Stimuli-responsive polymeric nanocarriers for targeted, controlled drug release and enhanced antitumor efficacy

Title : Stimuli-responsive polymeric nanocarriers for targeted, controlled drug release and enhanced antitumor efficacy

Abstract:

A photo-triggered and pH-responsive cancer drug delivery system based on polymeric micelles was formulated, utilizing easily available and cost-effective materials such as an amphiphilic diblock copolymer (mPEG-PLA) and a Spiropyran derivative. It addressed the major challenges in drug delivery systems, i.e., monitoring real-time drug release, targeted, and on-demand drug delivery. To monitor real-time drug release, the fluorescence quenching of the cancer drug, doxorubicin (DOX), by in-situ synthesized gold nanoparticles (AuNPs) through the Nanomaterial Surface Energy Transfer (NSET) mechanism was explored. Photoisomerization and size switching were characterized using UV-Vis spectroscopy and dynamic light scattering (DLS) techniques.
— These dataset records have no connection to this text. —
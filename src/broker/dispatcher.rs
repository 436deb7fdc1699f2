//! Message dispatch
//!
//! Runs synchronously on the publishing task: update the retained store,
//! look up the matching subscriptions and hand each one a copy. Handing off
//! never awaits; network sessions get the encoded packet appended to their
//! write buffer and inline subscriptions get it queued for their worker.

use std::collections::hash_map::Entry;
use std::sync::Arc;

use ahash::AHashMap;
use bytes::Bytes;
use smallvec::SmallVec;
use tracing::{debug, trace};

use crate::broker::SendError;
use crate::protocol::{QoS, RetainHandling, SubscriptionOptions};
use crate::retained::RetainedStore;
use crate::session::{Delivery, Session, SessionId};
use crate::topic::SubscriptionRegistry;

/// A message handed to the dispatcher. Immutable once published.
#[derive(Debug, Clone)]
pub struct Message {
    pub topic: Arc<str>,
    pub payload: Bytes,
    pub qos: QoS,
    pub retain: bool,
    /// Publishing session, used for the no-local option
    pub publisher: Option<SessionId>,
}

impl Message {
    pub fn new(topic: impl Into<Arc<str>>, payload: impl Into<Bytes>, qos: QoS, retain: bool) -> Self {
        Self {
            topic: topic.into(),
            payload: payload.into(),
            qos,
            retain,
            publisher: None,
        }
    }

    pub fn from_session(mut self, session: SessionId) -> Self {
        self.publisher = Some(session);
        self
    }
}

/// One network session's merged copy of a message
struct Pending {
    session: Arc<Session>,
    filter: Arc<str>,
    qos: QoS,
    retain: bool,
    subscription_ids: SmallVec<[u32; 2]>,
}

/// Owns the subscription registry and the retained store
#[derive(Default)]
pub struct Dispatcher {
    registry: SubscriptionRegistry,
    retained: RetainedStore,
}

impl Dispatcher {
    pub fn new() -> Self {
        Self::default()
    }

    pub fn registry(&self) -> &SubscriptionRegistry {
        &self.registry
    }

    pub fn retained(&self) -> &RetainedStore {
        &self.retained
    }

    /// Route `message` to every matching subscription.
    ///
    /// Returns the number of successful hand-offs. A network session with
    /// several matching filters counts once; every inline subscription
    /// counts on its own.
    pub fn publish(&self, message: &Message) -> usize {
        if message.retain {
            self.retained
                .set(&message.topic, message.payload.clone(), message.qos);
        }

        let subscribers = self.registry.matching_subscribers(&message.topic);
        if subscribers.is_empty() {
            trace!("No subscribers for {}", message.topic);
            return 0;
        }

        let mut delivered = 0;
        let mut network: AHashMap<SessionId, Pending> = AHashMap::with_capacity(subscribers.len());

        for sub in subscribers {
            if sub.options.no_local && message.publisher == Some(sub.session.id()) {
                continue;
            }
            let qos = sub.options.qos.min(message.qos);
            let retain = message.retain && sub.options.retain_as_published;

            if sub.session.is_inline() {
                let delivery = Delivery {
                    topic: message.topic.clone(),
                    payload: message.payload.clone(),
                    qos,
                    retain,
                    subscription_ids: sub.identifier.into_iter().collect(),
                };
                delivered += hand_off(&sub.session, &sub.filter, &delivery);
                continue;
            }

            match network.entry(sub.session.id()) {
                Entry::Occupied(mut entry) => {
                    let pending = entry.get_mut();
                    pending.qos = pending.qos.max(qos);
                    pending.retain |= retain;
                    pending.subscription_ids.extend(sub.identifier);
                }
                Entry::Vacant(entry) => {
                    entry.insert(Pending {
                        qos,
                        retain,
                        subscription_ids: sub.identifier.into_iter().collect(),
                        session: sub.session,
                        filter: sub.filter,
                    });
                }
            }
        }

        for pending in network.into_values() {
            let delivery = Delivery {
                topic: message.topic.clone(),
                payload: message.payload.clone(),
                qos: pending.qos,
                retain: pending.retain,
                subscription_ids: pending.subscription_ids,
            };
            delivered += hand_off(&pending.session, &pending.filter, &delivery);
        }

        trace!("Published {} to {} subscriber(s)", message.topic, delivered);
        delivered
    }

    /// Register a subscription and deliver the matching retained messages
    /// before any live publish can reach the session through it.
    ///
    /// Returns whether the subscription already existed.
    pub fn subscribe(
        &self,
        session: &Arc<Session>,
        filter: &str,
        options: SubscriptionOptions,
        identifier: Option<u32>,
    ) -> Result<bool, &'static str> {
        let _gate = session.gate();
        let existed = self.registry.subscribe(session, filter, options, identifier)?;
        self.deliver_retained(session, filter, options, identifier, existed);
        Ok(existed)
    }

    pub fn unsubscribe(&self, session_id: SessionId, filter: &str) -> bool {
        self.registry.unsubscribe(session_id, filter)
    }

    /// Drop every subscription of `session` and mark it dead
    pub fn remove_session(&self, session: &Session) -> usize {
        self.registry.remove_session(session)
    }

    /// Queue the retained messages matching `filter` to `session`.
    ///
    /// Callers that need other packets (SUBACK) between registration and
    /// the retained messages hold the session gate across both steps.
    pub(crate) fn deliver_retained(
        &self,
        session: &Session,
        filter: &str,
        options: SubscriptionOptions,
        identifier: Option<u32>,
        existed: bool,
    ) -> usize {
        match options.retain_handling {
            RetainHandling::DoNotSend => return 0,
            RetainHandling::SendAtSubscribeIfNew if existed => return 0,
            _ => {}
        }

        let _gate = session.gate();
        let mut delivered = 0;
        for message in self.retained.matching(filter) {
            let delivery = Delivery {
                topic: message.topic,
                payload: message.payload,
                qos: options.qos.min(message.qos),
                retain: true,
                subscription_ids: identifier.into_iter().collect(),
            };
            delivered += hand_off(session, filter, &delivery);
        }
        if delivered > 0 {
            trace!(
                "Sent {} retained message(s) for {} to {}",
                delivered,
                filter,
                session.client_id()
            );
        }
        delivered
    }
}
The NSET process during in-situ synthesis of AuNPs and drug release from nanocarrier after 365 nm UV light exposure was demonstrated by steady-state and time-resolved fluorescence of DOX. The mPEG-PLA-Spiropyran-DOX (3:1:1) formulation exhibited ~73.16% encapsulation efficiency and ~6.45% DOX-loading with proven kinetic stability. Sustained DOX release over 50 hours was validated through in vitro studies at pH 5.5, 6.5, and 7.4, showing enhanced DOX release at acidic pH 5.5, representative of cancer cell organelles with prolonged UV exposure. Cell internalization, intracellular photo-triggered drug release, and fluorescence cell imaging in mouse breast adenocarcinoma cells (4T1) were investigated. The results demonstrated that the micellar nanocarrier, after 365 nm UV light exposure, was highly efficient in inducing apoptosis, significant cytotoxicity, and mitochondrial membrane depolarization. Furthermore, in vivo studies were conducted in both oral and breast cancer-bearing mice to assess tumor growth inhibition, changes in body weight, tumor weight, and immunohistochemical analysis. Notably, the therapeutic response was more pronounced in oral cancer, allowing for enhanced UV penetration and efficient activation of the micellar system. Overall, this study highlighted the potential of the dual-responsive micellar drug delivery system for targeted, on-demand cancer therapy with real-time monitoring. The enhanced efficacy in treating superficial malignancies underscores its promise for future clinical applications.

Biography:

Shalini Dyagala is a PhD research scholar with expertise in designing self-assembled platforms like micelles by synthesis of surfactants, block copolymers, and nanoparticles. Her photo-stimuli drug delivery systems based on block copolymers, spiropyran, create new pathways for targeted drug delivery and real-time monitoring of drug release. Over her four-year doctoral journey, she has authored 10 research articles in reputed international journals and filed two patents on advanced micellar and nanoparticle gene and drug delivery systems. She has also received multiple best poster and oral presentation awards, reflecting the impact of her contributions in biophotophysical studies and fluorescence-based energy transfer analysis. Shalini was selected for the prestigious TEEP internship and carried out part of her research at National Cheng Kung University (NCKU), Taiwan. Alongside research, she has served as a teaching assistant across multiple courses, mentored project students and juniors, and contributed significantly to collaborative research with peers and senior researchers.